So I've been thinking a lot, lately, about self-image and body-image, and how we perceive these things and how horribly fucked our social perceptions of these things are. Exhibit A: me. I'm five foot three, weigh 123 pounds, and wear a size six. Ninety percent of the time, when I look at my body, my immediate gut-level reaction is "That is disgusting, what in the hell do you think you are doing, you are a disgusting and ugly mess and no one wants to see that." I am getting better at drowning out that gut-level reaction voice, and have gotten super adept at picking on very small specific parts of my body to be okay with (topping my list is "you know what, I totally have a great rack." Which is not actually a small specific part of my body, but.
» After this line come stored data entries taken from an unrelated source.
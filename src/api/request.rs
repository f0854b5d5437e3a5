//! API request helpers

use axum::extract::FromRequest;
use axum::extract::FromRequestParts;
use axum::extract::Json;
use axum::extract::Path;
use axum::extract::Request;
use axum::extract::rejection::JsonRejection;
use axum::extract::rejection::PathRejection;
use axum::http::request::Parts;
use chrono::NaiveDate;
use serde::de::DeserializeOwned;
use url::Url;

use super::Error;

/// Parse a booking date
///
/// Calendar dates come in as `YYYY-MM-DD`; anything else is a validation
/// error, not a panic.
pub fn parse_booking_date(date: &str) -> Result<NaiveDate, Error> {
    NaiveDate::parse_from_str(date, "%Y-%m-%d")
        .map_err(|_| Error::bad_request("Date must be a calendar date in YYYY-MM-DD format"))
}

/// Parse and validate a URL
pub fn parse_url<I>(url: I) -> Result<Url, Error>
where
    I: AsRef<str>,
{
    Url::parse(url.as_ref()).map_err(Error::bad_request)
}

/// Check that a required free-text field is not empty
pub fn required_field<'a>(value: &'a str, name: &'static str) -> Result<&'a str, Error> {
    let value = value.trim();

    if value.is_empty() {
        Err(Error::bad_request(format!("{name} is required")))
    } else {
        Ok(value)
    }
}

fn parse_json<J>(json: Result<Json<J>, JsonRejection>) -> Result<J, Error> {
    match json {
        Ok(Json(json)) => Ok(json),
        Err(err) => match err {
            JsonRejection::JsonDataError(err) => {
                Err(Error::bad_request("Data error").with_description(err))
            }
            JsonRejection::JsonSyntaxError(err) => {
                Err(Error::bad_request("JSON syntax error").with_description(err))
            }
            JsonRejection::MissingJsonContentType(_err) => Err(Error::bad_request(
                "Missing `application/json` content type",
            )),
            JsonRejection::BytesRejection(err) => {
                Err(Error::bad_request("Invalid characters in JSON").with_description(err))
            }
            err => Err(Error::bad_request("Unknown JSON error").with_description(err)),
        },
    }
}

/// Wrapper for the JSON extractor
pub struct Form<F>(pub F);

impl<S, F> FromRequest<S> for Form<F>
where
    S: Send + Sync,
    F: DeserializeOwned,
{
    type Rejection = Error;

    async fn from_request(req: Request, state: &S) -> Result<Self, Self::Rejection> {
        let json = Json::<F>::from_request(req, state).await;

        parse_json(json).map(Form)
    }
}

fn parse_path<P>(path: Result<Path<P>, PathRejection>) -> Result<P, Error> {
    match path {
        Ok(Path(path)) => Ok(path),
        Err(err) => match err {
            PathRejection::FailedToDeserializePathParams(err) => {
                Err(Error::bad_request("Invalid path parameter").with_description(err))
            }
            PathRejection::MissingPathParams(err) => {
                Err(Error::bad_request("Missing path parameter").with_description(err))
            }
            err => Err(Error::bad_request("Unknown path error").with_description(err)),
        },
    }
}

/// Wrapper for the path extractor
pub struct PathParameters<P>(pub P);

impl<S, P> FromRequestParts<S> for PathParameters<P>
where
    S: Send + Sync,
    P: DeserializeOwned + Send,
{
    type Rejection = Error;

    async fn from_request_parts(parts: &mut Parts, state: &S) -> Result<Self, Self::Rejection> {
        let path = Path::<P>::from_request_parts(parts, state).await;

        parse_path(path).map(PathParameters)
    }
}
//! Optional client IP address extractor.
//!
//! The version of `axum_client_ip` no longer supports optional IP address extraction.

use std::convert::Infallible;

use axum::extract::FromRequestParts as _;
use axum::extract::OptionalFromRequestParts;
use axum::http::request::Parts;

/// Client IP address extractor.
#[derive(Debug, Clone)]
pub struct ClientIp {
    /// Internal IP address
    pub ip_address: axum_client_ip::ClientIp,
}

impl<S> OptionalFromRequestParts<S> for ClientIp
where
    S: Send + Sync,
{
    type Rejection = Infallible;

    async fn from_request_parts(
        parts: &mut Parts,
        state: &S,
    ) -> Result<Option<Self>, Self::Rejection> {
        let ip_address = axum_client_ip::ClientIp::from_request_parts(parts, state).await;

        Ok(ip_address.ok().map(|ip_address| Self { ip_address }))
    }
}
XD)
Over the last few months I've picked up a lot of consistent reading in the feminist blogosphere-stuff that I read on a daily basis includes Shakesville and Shapely Prose-and as part of reading that I've become more aware of-or at least, more able to identify and put into words-the ways in which the constant social message is you are never good enough. I am not thin enough. I am not pretty enough. My breasts are not big enough. My thighs are too jiggly. My smile is the ugliest thing known to mankind. My eyelashes aren't thick enough, for God's sake. Those hips are six miles wide, how dare I show them in public. My hair does the stupid dandelion-poof thing when I look at it wrong. There are six million products I can buy or try, thousands of "little beauty secrets" to "fix" everything that's "wrong" with me.
But here's the thing. I could use all those products, and they could all work exactly as advertised, and I could be the perfect woman. Except for how I wouldn't be, because I'd still be lazy, still not be the next Julia Child, still not be CEO of a Fortune 50 company, still would not have children which we all know is the greatest possible failing any uterus can commit and seriously, that biological clock is ticking GET ON THAT SHIT you are GETTING OLD, Miss Not-Yet-Thirty, and you have failed life, the universe, and everything by not being the perfect supermom who's also smoking hot and blah blah blah.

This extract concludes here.